§ WORK ITEM: Only lines containing "PathBuf" belong in the answer, each copied from the entries below.

§ STUDY MATERIAL:

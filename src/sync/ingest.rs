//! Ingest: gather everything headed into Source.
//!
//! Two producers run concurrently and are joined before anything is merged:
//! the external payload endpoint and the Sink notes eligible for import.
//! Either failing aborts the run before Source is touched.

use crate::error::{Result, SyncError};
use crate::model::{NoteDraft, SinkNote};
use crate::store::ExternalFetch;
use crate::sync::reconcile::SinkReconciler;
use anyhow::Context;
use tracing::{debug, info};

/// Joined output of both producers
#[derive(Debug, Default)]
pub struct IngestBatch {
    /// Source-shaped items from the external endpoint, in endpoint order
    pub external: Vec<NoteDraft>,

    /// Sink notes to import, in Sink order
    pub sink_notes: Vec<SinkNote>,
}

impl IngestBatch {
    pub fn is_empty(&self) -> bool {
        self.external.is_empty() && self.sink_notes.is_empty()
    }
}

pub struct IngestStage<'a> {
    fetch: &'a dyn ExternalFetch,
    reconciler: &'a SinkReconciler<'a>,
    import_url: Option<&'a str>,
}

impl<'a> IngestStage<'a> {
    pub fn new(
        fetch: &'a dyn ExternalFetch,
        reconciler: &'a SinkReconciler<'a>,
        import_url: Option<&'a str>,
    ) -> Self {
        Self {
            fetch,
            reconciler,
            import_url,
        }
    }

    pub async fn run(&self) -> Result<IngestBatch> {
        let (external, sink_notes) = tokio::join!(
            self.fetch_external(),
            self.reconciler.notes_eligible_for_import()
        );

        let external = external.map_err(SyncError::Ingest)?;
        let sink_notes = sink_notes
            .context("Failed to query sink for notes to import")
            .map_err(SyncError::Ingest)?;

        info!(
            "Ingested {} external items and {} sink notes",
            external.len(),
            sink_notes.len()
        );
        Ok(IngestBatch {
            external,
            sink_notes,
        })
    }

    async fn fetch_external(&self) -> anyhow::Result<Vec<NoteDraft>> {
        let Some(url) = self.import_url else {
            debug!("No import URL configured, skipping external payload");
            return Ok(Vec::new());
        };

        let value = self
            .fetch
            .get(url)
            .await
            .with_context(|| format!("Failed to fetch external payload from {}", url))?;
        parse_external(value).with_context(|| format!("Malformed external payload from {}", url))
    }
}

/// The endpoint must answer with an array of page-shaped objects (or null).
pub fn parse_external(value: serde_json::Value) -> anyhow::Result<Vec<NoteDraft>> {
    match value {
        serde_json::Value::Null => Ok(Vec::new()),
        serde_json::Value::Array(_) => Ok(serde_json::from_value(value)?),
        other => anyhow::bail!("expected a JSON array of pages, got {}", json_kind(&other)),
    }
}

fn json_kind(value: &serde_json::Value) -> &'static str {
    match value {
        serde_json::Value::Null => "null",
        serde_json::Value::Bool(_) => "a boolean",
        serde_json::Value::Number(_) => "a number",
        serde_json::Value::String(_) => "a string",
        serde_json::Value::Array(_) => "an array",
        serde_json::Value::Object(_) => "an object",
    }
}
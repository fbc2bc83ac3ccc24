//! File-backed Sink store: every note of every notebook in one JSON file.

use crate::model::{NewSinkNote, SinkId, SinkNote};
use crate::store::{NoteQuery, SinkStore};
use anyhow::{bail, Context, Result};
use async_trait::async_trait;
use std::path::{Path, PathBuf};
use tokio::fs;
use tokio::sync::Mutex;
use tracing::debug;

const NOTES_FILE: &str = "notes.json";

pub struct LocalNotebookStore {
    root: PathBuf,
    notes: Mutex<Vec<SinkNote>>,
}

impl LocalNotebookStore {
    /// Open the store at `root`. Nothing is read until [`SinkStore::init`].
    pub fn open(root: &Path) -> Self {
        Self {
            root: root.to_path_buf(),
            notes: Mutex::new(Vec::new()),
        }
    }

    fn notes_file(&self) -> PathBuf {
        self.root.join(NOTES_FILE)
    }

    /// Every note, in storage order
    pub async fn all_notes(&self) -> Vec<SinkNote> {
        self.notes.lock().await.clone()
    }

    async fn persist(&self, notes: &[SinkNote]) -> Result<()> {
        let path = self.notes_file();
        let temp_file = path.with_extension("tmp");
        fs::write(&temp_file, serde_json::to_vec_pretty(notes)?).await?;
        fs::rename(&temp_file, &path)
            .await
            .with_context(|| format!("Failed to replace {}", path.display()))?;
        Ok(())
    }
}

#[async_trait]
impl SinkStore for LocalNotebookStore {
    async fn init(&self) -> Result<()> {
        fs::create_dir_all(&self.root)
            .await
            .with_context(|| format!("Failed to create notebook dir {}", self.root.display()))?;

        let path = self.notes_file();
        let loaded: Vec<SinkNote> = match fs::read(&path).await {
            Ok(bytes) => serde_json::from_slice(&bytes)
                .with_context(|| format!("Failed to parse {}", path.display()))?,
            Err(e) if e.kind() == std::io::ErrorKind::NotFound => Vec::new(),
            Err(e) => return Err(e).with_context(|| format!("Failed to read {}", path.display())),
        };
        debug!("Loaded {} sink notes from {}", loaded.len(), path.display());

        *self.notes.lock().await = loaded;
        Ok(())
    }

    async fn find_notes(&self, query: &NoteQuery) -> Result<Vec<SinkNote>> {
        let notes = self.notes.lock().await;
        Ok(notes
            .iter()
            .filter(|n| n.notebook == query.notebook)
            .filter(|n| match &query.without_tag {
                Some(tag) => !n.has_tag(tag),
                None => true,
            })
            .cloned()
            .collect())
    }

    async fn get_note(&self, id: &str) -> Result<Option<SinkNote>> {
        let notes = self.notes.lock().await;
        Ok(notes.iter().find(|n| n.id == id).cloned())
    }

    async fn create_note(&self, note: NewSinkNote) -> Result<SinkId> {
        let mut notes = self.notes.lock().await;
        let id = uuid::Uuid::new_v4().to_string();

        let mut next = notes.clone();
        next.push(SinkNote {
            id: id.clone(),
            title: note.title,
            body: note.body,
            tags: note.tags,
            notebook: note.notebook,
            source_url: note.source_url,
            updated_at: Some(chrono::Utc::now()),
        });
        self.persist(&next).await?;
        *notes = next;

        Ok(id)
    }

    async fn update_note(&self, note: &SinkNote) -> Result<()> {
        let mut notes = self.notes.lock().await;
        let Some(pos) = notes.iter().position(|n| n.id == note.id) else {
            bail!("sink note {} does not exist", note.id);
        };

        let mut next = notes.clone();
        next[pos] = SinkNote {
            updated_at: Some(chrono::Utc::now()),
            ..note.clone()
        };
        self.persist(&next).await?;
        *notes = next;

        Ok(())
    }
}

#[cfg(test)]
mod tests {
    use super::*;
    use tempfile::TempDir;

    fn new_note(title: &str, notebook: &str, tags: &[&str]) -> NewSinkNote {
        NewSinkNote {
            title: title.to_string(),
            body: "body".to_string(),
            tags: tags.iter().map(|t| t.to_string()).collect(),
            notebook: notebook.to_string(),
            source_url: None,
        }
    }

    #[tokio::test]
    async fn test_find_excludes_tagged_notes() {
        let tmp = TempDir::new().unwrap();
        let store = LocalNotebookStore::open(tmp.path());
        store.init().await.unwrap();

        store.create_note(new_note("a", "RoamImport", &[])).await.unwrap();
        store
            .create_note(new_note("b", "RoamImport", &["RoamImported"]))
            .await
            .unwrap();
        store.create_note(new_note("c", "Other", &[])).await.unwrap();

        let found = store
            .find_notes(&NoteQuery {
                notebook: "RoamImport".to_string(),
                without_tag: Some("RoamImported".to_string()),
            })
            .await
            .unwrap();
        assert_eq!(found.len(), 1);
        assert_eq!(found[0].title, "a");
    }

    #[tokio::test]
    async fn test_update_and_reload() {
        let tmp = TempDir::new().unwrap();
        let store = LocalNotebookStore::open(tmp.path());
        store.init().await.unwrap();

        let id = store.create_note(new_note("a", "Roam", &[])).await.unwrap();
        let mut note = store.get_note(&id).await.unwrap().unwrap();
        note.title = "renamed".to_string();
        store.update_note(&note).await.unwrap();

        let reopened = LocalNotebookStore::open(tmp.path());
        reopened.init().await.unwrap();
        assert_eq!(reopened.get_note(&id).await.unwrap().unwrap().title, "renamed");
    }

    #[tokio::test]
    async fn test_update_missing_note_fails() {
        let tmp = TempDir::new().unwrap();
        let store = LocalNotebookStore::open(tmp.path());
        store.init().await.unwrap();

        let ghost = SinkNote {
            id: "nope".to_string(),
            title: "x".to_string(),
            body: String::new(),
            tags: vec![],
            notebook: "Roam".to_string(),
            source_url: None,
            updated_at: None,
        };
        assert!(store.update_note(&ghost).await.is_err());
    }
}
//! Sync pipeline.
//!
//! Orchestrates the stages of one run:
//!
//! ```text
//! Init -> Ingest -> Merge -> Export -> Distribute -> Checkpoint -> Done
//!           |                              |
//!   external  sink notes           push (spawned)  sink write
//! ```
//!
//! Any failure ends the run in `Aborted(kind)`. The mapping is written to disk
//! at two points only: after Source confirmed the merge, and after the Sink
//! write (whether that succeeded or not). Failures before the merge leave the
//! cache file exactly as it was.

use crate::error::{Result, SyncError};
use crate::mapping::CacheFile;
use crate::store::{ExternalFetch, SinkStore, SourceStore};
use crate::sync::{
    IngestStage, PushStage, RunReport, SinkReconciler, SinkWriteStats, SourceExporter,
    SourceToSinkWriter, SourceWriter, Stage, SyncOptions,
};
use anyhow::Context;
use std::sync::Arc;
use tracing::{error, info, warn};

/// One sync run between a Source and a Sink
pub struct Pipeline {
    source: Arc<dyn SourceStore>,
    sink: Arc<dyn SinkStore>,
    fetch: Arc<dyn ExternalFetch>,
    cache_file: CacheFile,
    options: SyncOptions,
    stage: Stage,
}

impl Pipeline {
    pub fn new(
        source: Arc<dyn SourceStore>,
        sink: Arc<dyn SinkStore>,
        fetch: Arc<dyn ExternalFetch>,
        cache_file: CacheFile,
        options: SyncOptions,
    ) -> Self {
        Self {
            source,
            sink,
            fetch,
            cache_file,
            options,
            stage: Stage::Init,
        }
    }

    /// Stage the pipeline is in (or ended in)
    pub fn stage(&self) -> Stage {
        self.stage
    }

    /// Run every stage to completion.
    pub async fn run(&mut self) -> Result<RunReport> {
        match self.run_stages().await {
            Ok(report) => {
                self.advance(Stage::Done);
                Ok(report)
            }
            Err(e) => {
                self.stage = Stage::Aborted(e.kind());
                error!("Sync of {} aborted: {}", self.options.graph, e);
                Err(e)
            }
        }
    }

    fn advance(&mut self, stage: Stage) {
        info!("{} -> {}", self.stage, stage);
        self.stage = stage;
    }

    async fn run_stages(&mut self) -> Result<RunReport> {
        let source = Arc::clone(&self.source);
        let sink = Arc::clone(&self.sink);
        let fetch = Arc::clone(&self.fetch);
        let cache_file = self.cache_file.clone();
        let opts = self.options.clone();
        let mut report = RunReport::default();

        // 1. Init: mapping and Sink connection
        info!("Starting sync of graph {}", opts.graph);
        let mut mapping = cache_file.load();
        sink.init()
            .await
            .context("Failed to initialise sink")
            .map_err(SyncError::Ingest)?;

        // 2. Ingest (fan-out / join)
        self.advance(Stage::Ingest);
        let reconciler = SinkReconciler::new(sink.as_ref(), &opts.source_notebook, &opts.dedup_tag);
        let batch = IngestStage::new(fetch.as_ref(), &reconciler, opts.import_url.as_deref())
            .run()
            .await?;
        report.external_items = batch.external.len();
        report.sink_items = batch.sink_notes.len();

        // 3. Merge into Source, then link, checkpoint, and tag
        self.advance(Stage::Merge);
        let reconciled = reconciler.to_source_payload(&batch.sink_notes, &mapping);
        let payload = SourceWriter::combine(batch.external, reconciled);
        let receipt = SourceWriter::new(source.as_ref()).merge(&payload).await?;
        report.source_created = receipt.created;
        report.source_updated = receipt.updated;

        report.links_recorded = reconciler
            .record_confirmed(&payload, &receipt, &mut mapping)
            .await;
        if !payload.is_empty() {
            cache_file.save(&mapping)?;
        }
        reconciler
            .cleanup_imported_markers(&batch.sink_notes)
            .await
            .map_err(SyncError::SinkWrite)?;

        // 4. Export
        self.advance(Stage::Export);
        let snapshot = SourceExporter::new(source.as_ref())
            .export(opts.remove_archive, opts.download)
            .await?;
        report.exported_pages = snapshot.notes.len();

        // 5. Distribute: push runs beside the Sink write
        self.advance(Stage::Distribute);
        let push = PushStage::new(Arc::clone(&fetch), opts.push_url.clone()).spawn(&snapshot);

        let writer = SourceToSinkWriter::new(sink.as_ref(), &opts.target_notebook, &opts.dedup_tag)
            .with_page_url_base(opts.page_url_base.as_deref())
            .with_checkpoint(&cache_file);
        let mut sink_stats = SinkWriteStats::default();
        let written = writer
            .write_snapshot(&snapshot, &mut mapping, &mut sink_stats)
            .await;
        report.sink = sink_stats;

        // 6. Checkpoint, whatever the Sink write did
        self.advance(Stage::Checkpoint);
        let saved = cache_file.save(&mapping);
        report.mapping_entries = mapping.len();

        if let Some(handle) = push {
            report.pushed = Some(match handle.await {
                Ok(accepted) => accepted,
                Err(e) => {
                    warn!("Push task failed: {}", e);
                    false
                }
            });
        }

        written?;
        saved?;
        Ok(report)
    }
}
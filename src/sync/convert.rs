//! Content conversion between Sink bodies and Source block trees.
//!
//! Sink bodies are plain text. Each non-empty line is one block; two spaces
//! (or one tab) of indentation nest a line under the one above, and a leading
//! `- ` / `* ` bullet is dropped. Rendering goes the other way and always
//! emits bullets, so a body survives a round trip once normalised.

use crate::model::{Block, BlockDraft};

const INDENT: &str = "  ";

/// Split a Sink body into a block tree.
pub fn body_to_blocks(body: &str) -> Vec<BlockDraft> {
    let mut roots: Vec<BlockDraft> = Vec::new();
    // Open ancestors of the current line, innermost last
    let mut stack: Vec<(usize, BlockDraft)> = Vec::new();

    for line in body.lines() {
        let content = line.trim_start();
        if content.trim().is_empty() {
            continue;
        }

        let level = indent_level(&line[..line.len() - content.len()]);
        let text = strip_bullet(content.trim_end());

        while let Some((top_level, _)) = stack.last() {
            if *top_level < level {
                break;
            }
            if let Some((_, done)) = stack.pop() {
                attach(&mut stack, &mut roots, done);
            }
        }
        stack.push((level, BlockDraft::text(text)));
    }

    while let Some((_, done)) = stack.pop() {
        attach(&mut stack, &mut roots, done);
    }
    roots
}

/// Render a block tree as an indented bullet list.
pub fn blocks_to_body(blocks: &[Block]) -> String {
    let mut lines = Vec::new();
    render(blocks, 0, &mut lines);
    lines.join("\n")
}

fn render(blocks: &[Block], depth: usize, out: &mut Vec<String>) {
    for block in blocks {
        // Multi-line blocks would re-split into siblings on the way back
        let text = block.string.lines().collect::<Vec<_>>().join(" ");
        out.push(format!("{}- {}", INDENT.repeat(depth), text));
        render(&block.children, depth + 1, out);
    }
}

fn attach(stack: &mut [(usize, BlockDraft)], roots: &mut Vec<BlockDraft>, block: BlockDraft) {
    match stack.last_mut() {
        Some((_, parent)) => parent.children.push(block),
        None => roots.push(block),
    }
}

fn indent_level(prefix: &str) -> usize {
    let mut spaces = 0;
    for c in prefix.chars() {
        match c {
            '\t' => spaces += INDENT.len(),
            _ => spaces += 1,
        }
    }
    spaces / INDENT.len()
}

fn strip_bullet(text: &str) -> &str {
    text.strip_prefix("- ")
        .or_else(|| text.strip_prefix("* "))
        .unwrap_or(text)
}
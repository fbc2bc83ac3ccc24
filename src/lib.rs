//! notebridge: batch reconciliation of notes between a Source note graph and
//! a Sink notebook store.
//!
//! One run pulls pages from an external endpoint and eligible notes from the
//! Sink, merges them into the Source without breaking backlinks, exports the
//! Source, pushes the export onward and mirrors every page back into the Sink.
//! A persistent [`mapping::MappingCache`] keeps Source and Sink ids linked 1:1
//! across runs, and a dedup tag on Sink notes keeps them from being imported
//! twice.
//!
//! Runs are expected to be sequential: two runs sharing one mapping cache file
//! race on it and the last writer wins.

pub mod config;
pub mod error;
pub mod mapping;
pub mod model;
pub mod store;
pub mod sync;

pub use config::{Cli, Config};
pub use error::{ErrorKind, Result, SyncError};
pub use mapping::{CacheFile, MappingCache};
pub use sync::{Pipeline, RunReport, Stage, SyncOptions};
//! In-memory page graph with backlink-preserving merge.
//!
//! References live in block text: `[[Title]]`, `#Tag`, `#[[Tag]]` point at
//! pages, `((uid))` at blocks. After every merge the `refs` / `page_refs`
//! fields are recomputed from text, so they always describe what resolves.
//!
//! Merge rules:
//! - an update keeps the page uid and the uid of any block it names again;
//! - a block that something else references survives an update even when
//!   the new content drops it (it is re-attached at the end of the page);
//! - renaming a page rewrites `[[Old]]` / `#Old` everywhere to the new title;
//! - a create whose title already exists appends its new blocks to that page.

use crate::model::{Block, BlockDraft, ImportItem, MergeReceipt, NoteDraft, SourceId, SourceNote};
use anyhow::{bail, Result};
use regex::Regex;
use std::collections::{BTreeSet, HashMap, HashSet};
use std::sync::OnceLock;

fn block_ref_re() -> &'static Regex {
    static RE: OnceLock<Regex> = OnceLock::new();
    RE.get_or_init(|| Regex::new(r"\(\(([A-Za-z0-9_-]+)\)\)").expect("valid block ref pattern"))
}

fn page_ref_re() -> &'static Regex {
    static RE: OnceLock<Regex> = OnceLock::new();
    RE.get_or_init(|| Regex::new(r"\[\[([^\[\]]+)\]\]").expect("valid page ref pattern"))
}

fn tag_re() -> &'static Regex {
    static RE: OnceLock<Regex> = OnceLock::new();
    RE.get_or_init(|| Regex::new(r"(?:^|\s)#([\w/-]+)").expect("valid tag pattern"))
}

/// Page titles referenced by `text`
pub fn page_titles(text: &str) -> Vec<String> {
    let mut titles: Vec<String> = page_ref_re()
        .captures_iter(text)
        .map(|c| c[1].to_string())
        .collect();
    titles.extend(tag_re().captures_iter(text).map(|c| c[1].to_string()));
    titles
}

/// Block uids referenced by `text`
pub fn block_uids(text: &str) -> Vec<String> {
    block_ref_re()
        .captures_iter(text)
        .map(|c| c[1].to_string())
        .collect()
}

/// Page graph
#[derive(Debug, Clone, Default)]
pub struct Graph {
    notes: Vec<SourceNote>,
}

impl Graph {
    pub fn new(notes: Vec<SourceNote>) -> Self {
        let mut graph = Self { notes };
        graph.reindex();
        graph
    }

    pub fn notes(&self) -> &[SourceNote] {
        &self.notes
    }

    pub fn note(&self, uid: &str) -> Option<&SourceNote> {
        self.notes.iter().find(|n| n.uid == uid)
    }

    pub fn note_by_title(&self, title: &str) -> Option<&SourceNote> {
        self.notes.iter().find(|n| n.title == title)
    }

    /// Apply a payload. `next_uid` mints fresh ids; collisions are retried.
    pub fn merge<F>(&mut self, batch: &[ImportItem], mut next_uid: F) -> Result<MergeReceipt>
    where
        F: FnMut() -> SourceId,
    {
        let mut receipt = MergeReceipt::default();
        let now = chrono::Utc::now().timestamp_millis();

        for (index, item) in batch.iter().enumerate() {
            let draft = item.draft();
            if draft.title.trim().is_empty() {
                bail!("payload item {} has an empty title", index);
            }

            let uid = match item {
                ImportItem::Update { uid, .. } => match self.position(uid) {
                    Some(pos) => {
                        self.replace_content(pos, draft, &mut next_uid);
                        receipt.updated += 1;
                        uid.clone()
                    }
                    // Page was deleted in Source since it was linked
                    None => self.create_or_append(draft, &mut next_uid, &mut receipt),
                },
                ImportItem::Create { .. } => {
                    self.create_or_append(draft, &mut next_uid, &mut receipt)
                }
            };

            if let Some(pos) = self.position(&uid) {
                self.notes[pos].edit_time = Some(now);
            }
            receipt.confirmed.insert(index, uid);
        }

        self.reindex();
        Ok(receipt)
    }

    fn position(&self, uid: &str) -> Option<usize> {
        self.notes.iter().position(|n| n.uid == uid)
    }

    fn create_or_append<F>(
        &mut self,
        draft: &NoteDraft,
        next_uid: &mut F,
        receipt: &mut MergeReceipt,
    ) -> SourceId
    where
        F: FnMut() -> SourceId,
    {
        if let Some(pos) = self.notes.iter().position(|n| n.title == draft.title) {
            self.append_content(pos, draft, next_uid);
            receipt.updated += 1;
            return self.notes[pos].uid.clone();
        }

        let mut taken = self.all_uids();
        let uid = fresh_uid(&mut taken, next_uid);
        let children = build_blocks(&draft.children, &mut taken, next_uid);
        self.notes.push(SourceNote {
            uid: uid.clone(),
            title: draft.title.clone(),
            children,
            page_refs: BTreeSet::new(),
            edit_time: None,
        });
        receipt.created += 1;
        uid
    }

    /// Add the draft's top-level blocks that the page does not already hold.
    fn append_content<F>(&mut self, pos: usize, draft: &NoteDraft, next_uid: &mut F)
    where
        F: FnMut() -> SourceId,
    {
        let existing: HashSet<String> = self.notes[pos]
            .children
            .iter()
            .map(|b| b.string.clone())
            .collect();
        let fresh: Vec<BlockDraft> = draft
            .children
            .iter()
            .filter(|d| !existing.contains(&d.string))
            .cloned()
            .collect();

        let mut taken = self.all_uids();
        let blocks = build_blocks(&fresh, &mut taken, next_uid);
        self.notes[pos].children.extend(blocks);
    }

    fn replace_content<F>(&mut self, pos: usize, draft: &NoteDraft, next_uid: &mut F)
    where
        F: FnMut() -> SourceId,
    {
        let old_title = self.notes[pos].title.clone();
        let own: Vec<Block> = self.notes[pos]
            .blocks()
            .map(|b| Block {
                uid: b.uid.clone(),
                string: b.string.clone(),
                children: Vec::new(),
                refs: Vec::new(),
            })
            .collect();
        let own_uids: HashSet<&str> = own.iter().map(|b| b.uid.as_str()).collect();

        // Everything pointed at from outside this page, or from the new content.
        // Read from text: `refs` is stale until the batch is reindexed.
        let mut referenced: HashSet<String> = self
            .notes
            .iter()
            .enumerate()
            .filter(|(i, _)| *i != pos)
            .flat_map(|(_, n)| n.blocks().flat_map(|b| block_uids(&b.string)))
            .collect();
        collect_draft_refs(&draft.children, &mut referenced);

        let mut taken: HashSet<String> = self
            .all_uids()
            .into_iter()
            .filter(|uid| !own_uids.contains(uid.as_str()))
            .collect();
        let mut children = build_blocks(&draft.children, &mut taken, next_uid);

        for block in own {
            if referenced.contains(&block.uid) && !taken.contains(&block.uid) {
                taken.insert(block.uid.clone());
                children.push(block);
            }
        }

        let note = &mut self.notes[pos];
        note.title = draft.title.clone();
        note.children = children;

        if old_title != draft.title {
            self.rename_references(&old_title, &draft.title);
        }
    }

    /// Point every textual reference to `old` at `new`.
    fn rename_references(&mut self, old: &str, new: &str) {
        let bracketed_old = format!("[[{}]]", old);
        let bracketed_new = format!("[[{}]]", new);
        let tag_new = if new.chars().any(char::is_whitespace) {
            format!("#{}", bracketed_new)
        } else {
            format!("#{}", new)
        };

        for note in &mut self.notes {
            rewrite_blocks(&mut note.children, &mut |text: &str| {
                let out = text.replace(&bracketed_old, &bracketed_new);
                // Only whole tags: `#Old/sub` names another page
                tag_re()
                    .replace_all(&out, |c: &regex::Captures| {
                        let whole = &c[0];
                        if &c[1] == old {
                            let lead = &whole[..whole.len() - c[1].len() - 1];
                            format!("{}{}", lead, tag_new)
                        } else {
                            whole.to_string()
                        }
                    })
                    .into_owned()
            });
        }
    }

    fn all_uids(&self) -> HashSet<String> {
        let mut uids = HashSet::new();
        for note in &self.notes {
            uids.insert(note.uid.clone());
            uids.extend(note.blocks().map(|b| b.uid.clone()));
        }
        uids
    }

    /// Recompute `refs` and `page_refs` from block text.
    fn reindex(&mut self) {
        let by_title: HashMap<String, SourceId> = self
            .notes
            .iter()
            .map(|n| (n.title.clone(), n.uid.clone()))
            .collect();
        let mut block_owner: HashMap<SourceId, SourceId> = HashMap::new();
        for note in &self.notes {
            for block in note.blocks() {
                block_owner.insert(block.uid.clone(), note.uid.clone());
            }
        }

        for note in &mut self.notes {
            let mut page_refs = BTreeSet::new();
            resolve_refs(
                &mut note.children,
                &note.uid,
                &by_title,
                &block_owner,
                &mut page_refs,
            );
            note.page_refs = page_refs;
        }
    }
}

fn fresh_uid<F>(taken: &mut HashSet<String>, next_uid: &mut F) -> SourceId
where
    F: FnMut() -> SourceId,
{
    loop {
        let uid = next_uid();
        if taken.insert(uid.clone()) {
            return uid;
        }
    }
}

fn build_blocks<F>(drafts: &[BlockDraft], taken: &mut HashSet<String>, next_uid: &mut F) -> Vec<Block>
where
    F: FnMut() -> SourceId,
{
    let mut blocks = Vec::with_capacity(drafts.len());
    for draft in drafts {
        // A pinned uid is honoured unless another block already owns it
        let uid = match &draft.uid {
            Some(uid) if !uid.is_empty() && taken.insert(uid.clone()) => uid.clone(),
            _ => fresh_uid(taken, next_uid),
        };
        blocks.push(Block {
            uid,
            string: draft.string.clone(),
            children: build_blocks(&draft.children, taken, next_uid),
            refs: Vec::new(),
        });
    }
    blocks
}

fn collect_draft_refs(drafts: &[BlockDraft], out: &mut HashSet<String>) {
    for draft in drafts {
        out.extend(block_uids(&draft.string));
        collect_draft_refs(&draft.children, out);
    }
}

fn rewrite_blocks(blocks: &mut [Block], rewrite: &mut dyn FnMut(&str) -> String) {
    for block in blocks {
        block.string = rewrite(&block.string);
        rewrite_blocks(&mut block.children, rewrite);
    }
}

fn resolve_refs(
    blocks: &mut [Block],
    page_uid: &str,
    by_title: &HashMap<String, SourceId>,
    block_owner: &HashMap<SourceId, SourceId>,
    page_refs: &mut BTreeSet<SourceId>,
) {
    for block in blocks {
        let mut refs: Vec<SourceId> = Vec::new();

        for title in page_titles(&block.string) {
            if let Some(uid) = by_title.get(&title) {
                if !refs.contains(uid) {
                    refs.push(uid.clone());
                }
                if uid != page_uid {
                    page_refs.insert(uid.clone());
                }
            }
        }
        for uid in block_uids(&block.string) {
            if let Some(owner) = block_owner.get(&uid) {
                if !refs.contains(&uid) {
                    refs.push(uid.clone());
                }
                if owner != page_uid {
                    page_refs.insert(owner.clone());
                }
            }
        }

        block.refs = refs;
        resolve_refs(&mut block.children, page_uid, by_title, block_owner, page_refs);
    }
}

§ THE ANSWER:
use std::path::{Path, PathBuf};
    root: PathBuf,
    fn notes_file(&self) -> PathBuf {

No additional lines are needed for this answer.